* **Work item**
In the records below, find the line with "use std::fmt;" and the line with "not be merged."; return exactly those lines and every line between them.

[Opening Stored data section]

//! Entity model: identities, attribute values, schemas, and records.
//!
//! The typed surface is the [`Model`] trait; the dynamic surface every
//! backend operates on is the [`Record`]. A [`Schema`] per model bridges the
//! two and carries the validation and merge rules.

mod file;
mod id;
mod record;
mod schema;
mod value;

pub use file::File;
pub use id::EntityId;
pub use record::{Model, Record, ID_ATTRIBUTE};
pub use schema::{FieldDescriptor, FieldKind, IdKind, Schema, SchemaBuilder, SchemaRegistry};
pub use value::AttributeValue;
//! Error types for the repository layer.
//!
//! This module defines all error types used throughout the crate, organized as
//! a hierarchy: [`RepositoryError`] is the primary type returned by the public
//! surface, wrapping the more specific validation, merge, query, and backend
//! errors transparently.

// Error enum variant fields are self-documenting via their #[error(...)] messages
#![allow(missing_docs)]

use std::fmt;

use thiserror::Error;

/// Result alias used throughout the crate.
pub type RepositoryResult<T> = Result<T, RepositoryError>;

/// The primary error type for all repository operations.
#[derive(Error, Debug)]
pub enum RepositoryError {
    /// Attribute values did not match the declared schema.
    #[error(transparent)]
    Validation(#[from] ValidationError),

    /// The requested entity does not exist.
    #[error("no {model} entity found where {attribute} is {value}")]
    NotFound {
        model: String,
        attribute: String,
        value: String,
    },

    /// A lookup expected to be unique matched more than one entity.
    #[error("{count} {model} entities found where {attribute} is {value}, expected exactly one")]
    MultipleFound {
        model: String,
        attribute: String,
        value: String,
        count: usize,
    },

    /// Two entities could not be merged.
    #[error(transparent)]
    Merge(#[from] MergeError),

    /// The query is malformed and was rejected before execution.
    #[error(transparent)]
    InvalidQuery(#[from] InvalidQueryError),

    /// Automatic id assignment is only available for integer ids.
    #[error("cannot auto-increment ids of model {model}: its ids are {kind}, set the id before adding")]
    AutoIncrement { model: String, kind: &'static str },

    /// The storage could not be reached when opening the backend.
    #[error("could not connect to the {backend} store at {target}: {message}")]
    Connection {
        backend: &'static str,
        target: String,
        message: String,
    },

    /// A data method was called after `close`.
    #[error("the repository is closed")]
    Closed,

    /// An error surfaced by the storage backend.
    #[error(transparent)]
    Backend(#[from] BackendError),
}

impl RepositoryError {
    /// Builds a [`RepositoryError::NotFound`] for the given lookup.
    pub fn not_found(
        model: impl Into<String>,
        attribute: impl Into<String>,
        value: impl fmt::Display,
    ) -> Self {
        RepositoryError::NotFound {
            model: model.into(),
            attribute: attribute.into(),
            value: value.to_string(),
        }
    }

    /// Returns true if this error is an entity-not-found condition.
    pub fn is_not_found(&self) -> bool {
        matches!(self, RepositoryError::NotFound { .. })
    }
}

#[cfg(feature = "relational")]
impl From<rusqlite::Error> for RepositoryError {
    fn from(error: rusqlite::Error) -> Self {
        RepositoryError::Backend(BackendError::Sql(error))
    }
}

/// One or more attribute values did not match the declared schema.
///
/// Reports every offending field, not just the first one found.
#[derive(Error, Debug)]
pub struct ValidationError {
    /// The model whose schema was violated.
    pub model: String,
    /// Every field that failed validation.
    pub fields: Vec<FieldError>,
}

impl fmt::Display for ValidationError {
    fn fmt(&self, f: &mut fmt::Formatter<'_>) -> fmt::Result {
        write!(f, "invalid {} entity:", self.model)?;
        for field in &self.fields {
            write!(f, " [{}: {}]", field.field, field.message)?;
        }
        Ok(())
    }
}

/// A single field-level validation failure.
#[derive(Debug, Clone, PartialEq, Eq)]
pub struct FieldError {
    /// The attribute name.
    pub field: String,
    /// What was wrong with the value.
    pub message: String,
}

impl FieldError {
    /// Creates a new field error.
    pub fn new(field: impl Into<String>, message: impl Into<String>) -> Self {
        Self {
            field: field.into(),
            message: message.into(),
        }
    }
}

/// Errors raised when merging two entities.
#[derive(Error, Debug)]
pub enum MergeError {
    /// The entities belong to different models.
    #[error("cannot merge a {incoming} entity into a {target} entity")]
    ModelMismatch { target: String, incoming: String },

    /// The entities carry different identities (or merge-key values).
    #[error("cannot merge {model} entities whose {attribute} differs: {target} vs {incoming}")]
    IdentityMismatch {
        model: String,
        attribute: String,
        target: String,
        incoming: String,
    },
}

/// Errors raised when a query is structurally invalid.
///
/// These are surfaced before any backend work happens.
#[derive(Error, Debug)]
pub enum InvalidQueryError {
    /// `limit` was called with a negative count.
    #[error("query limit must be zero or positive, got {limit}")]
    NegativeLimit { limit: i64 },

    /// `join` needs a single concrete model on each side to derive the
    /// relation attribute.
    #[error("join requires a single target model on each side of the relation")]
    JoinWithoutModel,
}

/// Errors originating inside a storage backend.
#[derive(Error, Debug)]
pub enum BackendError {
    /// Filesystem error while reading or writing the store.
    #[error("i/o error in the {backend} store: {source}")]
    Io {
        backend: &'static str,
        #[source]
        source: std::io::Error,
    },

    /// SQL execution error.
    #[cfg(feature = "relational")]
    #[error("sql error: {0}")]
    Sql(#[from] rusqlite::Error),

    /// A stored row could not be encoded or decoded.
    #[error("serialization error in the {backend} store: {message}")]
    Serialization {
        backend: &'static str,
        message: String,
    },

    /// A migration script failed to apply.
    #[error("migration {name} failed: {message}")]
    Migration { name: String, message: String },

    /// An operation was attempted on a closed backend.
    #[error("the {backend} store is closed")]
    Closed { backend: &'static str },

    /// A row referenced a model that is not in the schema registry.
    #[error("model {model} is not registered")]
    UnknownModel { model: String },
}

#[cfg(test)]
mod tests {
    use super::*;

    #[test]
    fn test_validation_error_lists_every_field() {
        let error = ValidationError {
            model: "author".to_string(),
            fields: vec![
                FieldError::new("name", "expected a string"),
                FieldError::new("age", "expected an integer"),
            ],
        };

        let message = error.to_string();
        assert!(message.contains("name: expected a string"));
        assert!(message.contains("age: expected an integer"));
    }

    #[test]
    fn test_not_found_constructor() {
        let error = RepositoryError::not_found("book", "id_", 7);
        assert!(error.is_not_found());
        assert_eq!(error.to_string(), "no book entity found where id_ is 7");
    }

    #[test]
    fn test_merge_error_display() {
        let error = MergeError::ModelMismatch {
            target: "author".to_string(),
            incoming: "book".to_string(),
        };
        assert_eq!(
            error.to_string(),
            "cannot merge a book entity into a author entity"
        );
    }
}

[Closing Stored data section]

* **Final answer**
use std::fmt;

use thiserror::Error;

/// Result alias used throughout the crate.
pub type RepositoryResult<T> = Result<T, RepositoryError>;

/// The primary error type for all repository operations.
#[derive(Error, Debug)]
pub enum RepositoryError {
    /// Attribute values did not match the declared schema.
    #[error(transparent)]
    Validation(#[from] ValidationError),

    /// The requested entity does not exist.
    #[error("no {model} entity found where {attribute} is {value}")]
    NotFound {
        model: String,
        attribute: String,
        value: String,
    },

    /// A lookup expected to be unique matched more than one entity.
    #[error("{count} {model} entities found where {attribute} is {value}, expected exactly one")]
    MultipleFound {
        model: String,
        attribute: String,
        value: String,
        count: usize,
    },

    /// Two entities could not be merged.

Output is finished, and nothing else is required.